Exercise requirements: From the listing below, reproduce word for word the part that opens with the line containing "filename src/model/error.rs" and closes with the line containing "failed. Load failures"; reproduce nothing else.

++++++++++

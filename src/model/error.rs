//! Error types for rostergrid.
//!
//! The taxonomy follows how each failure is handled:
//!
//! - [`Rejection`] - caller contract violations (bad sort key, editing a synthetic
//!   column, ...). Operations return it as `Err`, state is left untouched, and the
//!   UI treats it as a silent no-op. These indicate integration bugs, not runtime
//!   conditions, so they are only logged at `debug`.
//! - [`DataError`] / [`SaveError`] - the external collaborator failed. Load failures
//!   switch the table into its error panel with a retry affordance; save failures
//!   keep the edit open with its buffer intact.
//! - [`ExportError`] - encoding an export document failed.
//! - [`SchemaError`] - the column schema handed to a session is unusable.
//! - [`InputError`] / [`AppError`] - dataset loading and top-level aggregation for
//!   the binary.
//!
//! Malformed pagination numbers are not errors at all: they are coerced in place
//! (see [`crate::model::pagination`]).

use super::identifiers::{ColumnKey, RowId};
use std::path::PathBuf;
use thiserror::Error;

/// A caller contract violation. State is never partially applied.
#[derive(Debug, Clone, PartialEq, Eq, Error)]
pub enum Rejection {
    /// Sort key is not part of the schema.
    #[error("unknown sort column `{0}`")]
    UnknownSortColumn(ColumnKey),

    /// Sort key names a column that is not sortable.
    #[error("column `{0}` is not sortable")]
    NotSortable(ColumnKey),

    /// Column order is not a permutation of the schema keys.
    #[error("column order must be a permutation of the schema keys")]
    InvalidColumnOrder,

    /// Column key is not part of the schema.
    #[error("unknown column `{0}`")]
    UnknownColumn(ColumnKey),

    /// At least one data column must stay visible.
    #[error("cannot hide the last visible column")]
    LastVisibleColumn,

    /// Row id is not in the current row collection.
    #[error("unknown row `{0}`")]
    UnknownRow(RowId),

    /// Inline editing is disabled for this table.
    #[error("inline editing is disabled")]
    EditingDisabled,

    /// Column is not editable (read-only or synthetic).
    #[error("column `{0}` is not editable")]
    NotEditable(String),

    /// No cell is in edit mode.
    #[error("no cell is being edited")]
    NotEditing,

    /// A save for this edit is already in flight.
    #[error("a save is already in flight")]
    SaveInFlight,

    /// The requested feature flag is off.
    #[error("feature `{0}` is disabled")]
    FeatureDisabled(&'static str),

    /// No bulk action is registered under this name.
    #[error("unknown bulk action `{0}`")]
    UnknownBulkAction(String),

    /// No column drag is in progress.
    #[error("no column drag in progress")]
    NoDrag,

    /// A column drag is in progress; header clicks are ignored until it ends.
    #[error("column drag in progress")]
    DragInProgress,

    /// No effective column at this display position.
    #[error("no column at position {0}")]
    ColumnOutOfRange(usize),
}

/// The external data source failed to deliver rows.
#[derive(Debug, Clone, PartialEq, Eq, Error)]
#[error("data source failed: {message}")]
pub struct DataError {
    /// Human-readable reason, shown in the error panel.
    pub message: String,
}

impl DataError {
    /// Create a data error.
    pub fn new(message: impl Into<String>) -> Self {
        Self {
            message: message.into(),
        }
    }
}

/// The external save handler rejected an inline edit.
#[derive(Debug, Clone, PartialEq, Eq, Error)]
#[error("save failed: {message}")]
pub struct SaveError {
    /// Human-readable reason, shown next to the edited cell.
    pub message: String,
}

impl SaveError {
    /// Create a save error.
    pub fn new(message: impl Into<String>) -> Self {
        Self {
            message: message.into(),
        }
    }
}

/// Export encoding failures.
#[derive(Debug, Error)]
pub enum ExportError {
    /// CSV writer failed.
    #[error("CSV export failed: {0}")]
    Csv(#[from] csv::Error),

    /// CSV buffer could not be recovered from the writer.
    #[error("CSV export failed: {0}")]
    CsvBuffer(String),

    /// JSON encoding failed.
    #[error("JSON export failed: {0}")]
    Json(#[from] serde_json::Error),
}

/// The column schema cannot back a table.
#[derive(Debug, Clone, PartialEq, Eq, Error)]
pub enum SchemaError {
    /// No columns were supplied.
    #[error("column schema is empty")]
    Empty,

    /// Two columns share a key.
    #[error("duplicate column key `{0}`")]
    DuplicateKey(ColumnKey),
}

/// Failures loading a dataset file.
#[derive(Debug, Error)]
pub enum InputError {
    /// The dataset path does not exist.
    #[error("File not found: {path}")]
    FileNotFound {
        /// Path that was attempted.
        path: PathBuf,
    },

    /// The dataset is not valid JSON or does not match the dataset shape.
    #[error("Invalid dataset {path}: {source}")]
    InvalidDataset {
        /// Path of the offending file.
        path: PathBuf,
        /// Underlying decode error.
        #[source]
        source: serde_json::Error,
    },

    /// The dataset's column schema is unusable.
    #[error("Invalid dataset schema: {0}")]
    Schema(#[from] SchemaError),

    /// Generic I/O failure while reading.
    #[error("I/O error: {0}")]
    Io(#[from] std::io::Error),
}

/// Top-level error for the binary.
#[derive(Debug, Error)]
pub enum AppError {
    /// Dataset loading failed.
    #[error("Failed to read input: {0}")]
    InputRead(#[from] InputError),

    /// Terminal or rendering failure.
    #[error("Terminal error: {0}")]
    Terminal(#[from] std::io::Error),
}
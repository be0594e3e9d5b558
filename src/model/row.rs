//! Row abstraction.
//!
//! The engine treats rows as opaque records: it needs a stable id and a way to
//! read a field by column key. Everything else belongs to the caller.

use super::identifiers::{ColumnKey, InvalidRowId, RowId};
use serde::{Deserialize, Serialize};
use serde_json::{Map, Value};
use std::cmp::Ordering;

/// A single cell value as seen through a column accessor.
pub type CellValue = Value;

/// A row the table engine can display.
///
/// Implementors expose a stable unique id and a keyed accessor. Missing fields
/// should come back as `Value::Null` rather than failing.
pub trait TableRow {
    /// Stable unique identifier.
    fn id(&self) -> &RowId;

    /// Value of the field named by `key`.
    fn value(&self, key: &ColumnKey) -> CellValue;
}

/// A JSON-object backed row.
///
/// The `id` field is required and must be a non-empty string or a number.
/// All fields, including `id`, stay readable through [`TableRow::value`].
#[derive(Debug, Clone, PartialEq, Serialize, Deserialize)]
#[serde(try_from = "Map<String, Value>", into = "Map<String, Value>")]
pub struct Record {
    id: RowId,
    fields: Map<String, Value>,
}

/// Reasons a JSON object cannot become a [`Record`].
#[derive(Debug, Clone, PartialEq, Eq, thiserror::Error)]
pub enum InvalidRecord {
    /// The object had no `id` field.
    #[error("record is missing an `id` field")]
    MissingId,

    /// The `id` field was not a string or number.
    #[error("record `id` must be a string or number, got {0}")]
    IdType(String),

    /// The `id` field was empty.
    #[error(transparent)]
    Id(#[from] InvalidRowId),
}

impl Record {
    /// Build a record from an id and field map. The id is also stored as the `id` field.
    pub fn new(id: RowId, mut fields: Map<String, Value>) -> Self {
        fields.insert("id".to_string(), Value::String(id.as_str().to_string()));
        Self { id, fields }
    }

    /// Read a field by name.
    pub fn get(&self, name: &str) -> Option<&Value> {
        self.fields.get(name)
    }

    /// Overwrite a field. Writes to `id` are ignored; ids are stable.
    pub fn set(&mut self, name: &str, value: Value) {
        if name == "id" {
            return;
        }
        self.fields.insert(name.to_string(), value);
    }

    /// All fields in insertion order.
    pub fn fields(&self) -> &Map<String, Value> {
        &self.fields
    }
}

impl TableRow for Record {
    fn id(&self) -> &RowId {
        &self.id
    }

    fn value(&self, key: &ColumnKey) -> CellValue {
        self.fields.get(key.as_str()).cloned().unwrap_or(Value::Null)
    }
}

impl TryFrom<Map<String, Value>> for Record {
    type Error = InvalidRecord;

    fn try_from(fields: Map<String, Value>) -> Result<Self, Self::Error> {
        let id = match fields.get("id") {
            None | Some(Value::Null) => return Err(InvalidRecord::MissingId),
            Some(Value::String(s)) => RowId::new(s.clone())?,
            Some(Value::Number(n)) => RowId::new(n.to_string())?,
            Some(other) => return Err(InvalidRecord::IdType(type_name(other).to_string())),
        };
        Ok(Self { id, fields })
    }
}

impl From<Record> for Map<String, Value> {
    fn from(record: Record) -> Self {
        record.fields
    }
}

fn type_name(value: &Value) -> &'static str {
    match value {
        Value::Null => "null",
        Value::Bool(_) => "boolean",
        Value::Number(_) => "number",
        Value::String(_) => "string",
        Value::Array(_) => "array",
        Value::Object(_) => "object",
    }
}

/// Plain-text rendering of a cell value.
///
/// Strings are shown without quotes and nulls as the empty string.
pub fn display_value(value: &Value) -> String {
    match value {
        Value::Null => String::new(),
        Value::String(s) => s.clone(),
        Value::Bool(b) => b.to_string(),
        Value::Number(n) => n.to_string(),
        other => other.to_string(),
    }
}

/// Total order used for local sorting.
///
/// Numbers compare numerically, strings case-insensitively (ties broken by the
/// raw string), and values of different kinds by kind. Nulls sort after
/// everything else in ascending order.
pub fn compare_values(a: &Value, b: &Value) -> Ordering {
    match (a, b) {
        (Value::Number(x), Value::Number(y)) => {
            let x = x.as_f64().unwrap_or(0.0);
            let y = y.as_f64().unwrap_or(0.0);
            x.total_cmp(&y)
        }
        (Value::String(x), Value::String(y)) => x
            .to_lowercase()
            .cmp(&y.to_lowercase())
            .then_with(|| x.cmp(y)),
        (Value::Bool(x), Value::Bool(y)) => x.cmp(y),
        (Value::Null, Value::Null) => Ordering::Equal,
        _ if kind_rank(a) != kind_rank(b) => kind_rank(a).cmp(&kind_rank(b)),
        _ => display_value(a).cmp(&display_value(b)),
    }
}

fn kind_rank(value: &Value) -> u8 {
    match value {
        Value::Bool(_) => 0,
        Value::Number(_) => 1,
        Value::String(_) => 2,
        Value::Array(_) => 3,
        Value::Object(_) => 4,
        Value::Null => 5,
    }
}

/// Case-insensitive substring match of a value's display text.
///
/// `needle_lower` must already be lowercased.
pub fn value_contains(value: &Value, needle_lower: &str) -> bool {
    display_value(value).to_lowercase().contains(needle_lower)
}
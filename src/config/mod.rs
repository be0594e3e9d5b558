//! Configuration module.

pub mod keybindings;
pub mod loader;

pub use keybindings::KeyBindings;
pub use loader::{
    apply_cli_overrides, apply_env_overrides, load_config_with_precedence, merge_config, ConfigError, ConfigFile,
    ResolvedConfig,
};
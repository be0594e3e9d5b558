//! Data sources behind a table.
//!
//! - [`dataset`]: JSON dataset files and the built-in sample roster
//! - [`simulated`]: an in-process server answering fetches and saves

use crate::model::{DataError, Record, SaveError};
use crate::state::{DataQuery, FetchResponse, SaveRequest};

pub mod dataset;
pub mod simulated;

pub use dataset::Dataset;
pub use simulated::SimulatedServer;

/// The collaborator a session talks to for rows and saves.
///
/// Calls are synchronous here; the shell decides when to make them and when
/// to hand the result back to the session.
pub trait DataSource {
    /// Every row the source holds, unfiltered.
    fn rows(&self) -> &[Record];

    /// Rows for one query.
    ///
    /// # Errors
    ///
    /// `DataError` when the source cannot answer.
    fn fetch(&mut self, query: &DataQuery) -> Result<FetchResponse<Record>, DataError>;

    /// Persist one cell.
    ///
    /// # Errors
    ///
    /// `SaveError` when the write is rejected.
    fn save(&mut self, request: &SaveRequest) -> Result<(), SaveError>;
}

++++++++++

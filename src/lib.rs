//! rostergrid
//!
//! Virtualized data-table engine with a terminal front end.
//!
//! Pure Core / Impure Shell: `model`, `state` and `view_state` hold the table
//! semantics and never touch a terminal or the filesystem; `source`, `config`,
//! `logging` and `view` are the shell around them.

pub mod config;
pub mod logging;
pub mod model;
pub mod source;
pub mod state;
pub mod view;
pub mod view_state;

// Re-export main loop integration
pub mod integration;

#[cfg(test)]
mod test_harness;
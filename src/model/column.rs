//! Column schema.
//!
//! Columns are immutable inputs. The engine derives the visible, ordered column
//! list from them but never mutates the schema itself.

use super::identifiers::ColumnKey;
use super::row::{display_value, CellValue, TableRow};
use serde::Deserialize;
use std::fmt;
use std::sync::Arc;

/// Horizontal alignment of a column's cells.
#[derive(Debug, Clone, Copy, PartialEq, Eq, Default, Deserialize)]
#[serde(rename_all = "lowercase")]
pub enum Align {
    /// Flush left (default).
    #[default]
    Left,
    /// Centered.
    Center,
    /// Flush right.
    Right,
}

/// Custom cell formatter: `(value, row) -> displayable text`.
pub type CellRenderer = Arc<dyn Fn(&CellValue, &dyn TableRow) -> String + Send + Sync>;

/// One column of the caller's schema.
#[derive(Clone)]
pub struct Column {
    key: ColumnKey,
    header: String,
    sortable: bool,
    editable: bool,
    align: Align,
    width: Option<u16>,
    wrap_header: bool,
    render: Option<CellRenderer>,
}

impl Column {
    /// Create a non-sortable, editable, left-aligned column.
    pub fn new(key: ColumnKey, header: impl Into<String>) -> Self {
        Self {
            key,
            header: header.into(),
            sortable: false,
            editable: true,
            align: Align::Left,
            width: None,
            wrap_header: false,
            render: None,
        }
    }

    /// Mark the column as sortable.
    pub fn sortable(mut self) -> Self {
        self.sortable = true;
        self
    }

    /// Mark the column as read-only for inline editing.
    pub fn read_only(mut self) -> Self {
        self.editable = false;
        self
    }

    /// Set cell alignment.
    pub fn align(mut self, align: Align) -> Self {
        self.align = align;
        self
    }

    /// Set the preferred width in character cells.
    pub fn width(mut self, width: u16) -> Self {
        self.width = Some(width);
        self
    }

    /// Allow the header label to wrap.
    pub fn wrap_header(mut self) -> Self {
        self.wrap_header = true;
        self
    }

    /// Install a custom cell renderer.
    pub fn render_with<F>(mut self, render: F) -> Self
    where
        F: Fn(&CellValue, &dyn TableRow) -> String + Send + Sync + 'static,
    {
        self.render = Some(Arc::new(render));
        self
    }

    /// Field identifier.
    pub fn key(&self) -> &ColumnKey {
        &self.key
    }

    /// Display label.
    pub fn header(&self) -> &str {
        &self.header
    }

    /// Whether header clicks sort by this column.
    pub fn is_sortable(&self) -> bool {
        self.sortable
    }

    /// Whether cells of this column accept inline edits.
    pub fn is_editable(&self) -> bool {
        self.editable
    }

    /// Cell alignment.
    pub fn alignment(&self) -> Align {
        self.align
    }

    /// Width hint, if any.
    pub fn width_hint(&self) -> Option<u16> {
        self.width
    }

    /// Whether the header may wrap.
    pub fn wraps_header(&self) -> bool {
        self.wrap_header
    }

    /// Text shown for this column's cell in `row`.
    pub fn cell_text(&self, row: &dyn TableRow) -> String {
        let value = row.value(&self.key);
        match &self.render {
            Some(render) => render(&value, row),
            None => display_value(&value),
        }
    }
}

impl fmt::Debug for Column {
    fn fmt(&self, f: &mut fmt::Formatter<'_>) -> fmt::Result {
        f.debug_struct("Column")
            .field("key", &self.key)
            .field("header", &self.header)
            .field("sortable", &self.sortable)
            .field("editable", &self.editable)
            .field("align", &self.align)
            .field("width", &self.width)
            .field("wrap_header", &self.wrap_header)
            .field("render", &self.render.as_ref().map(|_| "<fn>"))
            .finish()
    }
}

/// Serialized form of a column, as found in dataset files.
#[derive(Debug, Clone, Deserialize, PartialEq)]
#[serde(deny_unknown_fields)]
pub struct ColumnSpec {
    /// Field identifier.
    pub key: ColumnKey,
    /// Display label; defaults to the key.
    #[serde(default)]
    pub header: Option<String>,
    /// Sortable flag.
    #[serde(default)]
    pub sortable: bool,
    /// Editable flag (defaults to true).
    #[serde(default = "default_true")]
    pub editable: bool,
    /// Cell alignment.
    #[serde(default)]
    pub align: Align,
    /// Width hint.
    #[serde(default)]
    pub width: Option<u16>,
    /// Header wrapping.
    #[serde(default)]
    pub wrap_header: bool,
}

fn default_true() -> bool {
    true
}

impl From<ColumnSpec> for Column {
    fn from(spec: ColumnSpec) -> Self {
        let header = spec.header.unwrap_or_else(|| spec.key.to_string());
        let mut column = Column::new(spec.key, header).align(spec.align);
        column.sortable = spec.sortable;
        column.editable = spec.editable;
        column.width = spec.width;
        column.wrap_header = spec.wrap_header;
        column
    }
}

++++++++++

Result of the task:
filename src/model/error.rs
//! Error types for rostergrid.
//!
//! The taxonomy follows how each failure is handled:
//!
//! - [`Rejection`] - caller contract violations (bad sort key, editing a synthetic
//!   column, ...). Operations return it as `Err`, state is left untouched, and the
//!   UI treats it as a silent no-op. These indicate integration bugs, not runtime
//!   conditions, so they are only logged at `debug`.
//! - [`DataError`] / [`SaveError`] - the external collaborator failed. Load failures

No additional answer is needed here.